*** Opening of Exercise data ***
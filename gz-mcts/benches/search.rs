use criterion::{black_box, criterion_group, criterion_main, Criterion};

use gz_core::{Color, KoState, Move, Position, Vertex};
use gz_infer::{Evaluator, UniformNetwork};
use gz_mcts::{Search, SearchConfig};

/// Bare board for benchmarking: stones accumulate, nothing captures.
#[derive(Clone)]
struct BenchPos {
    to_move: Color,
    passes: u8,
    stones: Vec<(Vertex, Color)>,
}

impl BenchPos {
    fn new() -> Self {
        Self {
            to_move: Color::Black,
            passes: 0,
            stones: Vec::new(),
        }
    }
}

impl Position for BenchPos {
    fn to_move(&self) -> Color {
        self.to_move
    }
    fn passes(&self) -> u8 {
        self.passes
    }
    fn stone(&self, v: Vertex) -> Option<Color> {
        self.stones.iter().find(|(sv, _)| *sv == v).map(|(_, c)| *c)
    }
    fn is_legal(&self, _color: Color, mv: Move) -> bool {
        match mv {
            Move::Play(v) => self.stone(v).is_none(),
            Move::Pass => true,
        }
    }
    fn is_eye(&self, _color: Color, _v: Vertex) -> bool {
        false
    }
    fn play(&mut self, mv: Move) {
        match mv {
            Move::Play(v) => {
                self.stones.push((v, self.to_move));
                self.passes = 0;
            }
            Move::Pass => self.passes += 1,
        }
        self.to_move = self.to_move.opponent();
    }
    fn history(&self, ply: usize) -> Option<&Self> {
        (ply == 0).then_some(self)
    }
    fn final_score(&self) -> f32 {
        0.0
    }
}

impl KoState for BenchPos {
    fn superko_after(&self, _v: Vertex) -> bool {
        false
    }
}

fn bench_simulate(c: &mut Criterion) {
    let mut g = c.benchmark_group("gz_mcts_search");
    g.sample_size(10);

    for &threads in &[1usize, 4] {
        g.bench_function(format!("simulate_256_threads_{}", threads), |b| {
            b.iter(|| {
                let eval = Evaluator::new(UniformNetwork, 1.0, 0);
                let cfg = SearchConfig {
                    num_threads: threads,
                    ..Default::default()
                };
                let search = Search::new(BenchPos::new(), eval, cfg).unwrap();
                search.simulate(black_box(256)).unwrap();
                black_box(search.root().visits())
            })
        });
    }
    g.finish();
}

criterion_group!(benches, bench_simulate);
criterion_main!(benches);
*** Close of Exercise data ***
*** Opening of Exercise data ***
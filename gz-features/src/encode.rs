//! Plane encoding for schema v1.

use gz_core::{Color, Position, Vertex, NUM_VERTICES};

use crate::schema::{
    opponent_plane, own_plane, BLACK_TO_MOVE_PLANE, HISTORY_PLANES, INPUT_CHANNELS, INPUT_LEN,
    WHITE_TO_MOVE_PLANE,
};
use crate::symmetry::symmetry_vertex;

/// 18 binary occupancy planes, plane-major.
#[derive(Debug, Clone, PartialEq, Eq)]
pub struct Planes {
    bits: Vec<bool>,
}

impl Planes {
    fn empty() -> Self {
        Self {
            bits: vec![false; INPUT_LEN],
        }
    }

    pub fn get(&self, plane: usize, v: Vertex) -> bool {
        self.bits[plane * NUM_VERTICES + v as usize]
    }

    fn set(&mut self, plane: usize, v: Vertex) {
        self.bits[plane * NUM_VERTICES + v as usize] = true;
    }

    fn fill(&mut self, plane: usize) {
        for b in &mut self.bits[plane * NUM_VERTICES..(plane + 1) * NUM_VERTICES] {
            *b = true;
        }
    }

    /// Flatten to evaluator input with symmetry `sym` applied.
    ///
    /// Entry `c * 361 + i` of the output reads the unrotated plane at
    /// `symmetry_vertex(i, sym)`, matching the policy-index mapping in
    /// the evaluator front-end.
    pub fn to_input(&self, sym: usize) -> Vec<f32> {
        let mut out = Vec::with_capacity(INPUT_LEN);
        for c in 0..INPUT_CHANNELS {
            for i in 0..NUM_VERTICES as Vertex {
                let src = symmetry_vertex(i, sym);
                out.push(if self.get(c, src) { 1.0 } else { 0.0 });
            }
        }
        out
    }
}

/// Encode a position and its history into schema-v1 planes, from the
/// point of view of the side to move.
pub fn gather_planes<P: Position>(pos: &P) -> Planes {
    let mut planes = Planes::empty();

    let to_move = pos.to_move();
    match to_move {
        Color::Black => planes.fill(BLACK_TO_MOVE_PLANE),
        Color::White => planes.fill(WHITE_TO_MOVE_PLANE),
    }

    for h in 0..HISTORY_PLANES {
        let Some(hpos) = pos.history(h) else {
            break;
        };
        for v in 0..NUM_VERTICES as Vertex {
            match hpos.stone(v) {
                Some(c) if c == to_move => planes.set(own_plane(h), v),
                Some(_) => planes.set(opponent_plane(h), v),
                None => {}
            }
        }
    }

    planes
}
*** Close of Exercise data ***
*** Opening of Exercise data ***
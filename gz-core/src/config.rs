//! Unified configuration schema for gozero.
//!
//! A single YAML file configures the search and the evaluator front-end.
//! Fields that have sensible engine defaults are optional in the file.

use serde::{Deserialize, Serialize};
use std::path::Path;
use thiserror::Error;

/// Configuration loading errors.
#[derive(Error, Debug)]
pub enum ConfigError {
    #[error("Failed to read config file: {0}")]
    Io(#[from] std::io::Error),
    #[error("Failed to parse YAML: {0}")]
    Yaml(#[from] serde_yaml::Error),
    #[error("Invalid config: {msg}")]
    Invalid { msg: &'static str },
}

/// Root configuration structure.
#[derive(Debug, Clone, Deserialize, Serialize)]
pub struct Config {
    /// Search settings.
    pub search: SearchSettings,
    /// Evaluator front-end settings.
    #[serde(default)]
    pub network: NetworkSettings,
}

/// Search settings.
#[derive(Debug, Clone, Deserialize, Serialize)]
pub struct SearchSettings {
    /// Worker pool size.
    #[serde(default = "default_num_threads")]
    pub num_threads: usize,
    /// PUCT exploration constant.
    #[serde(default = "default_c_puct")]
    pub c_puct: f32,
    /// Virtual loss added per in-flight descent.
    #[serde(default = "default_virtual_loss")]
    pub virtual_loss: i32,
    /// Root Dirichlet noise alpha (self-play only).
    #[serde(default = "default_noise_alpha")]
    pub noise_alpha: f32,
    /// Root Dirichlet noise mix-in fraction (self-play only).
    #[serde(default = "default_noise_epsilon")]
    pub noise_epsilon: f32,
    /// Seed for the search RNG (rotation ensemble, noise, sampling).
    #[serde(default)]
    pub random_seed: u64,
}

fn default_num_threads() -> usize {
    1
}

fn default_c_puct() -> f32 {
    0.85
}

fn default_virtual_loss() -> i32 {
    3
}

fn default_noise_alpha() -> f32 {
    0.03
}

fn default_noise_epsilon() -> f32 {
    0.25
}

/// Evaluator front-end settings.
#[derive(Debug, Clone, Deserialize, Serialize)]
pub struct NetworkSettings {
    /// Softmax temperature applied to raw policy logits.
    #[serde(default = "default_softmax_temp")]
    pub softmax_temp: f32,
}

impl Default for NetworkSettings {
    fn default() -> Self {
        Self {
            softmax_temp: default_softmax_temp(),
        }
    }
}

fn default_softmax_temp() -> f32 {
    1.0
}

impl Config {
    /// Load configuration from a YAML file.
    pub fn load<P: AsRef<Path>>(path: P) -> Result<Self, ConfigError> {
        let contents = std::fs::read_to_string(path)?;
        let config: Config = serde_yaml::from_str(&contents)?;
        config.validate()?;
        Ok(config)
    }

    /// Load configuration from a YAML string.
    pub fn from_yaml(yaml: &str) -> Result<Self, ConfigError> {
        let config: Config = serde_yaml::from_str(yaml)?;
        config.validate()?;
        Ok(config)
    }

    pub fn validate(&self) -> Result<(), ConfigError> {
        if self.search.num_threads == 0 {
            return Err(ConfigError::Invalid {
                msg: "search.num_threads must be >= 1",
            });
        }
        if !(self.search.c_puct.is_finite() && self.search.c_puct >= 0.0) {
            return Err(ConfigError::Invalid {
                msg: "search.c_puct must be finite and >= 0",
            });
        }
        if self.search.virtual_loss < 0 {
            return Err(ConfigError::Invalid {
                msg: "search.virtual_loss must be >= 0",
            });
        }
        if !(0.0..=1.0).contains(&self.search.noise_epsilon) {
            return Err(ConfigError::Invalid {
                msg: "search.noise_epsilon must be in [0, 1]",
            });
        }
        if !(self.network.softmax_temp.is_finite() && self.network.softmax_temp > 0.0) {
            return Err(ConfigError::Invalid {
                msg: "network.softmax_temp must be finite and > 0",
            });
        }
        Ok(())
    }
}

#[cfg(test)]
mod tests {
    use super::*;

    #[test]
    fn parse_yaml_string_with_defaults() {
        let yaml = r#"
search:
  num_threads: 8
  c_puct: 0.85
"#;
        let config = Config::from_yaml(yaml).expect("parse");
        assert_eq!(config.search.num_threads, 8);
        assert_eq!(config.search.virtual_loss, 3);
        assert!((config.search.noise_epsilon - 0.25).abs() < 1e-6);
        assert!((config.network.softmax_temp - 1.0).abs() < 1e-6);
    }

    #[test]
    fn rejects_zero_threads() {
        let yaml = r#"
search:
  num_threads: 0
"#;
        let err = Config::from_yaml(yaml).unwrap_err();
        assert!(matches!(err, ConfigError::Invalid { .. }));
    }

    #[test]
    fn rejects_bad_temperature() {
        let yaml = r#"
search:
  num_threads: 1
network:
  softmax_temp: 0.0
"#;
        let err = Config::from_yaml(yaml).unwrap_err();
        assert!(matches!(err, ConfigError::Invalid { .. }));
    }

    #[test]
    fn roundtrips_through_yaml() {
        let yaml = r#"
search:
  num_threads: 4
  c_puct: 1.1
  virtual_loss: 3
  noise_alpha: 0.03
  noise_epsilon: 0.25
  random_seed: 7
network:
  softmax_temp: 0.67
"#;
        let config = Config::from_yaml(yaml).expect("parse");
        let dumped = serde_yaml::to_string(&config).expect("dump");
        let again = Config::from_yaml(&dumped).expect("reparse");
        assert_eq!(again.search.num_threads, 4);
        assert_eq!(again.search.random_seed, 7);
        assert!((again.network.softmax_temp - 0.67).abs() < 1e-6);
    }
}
*** Close of Exercise data ***
[Problem to work on]:
Scan the listing for the word "push". Copy every line in which it appears.

[Response for this exercise]:
                self.stones.push((v, self.to_move));
                out.push(if self.get(c, src) { 1.0 } else { 0.0 });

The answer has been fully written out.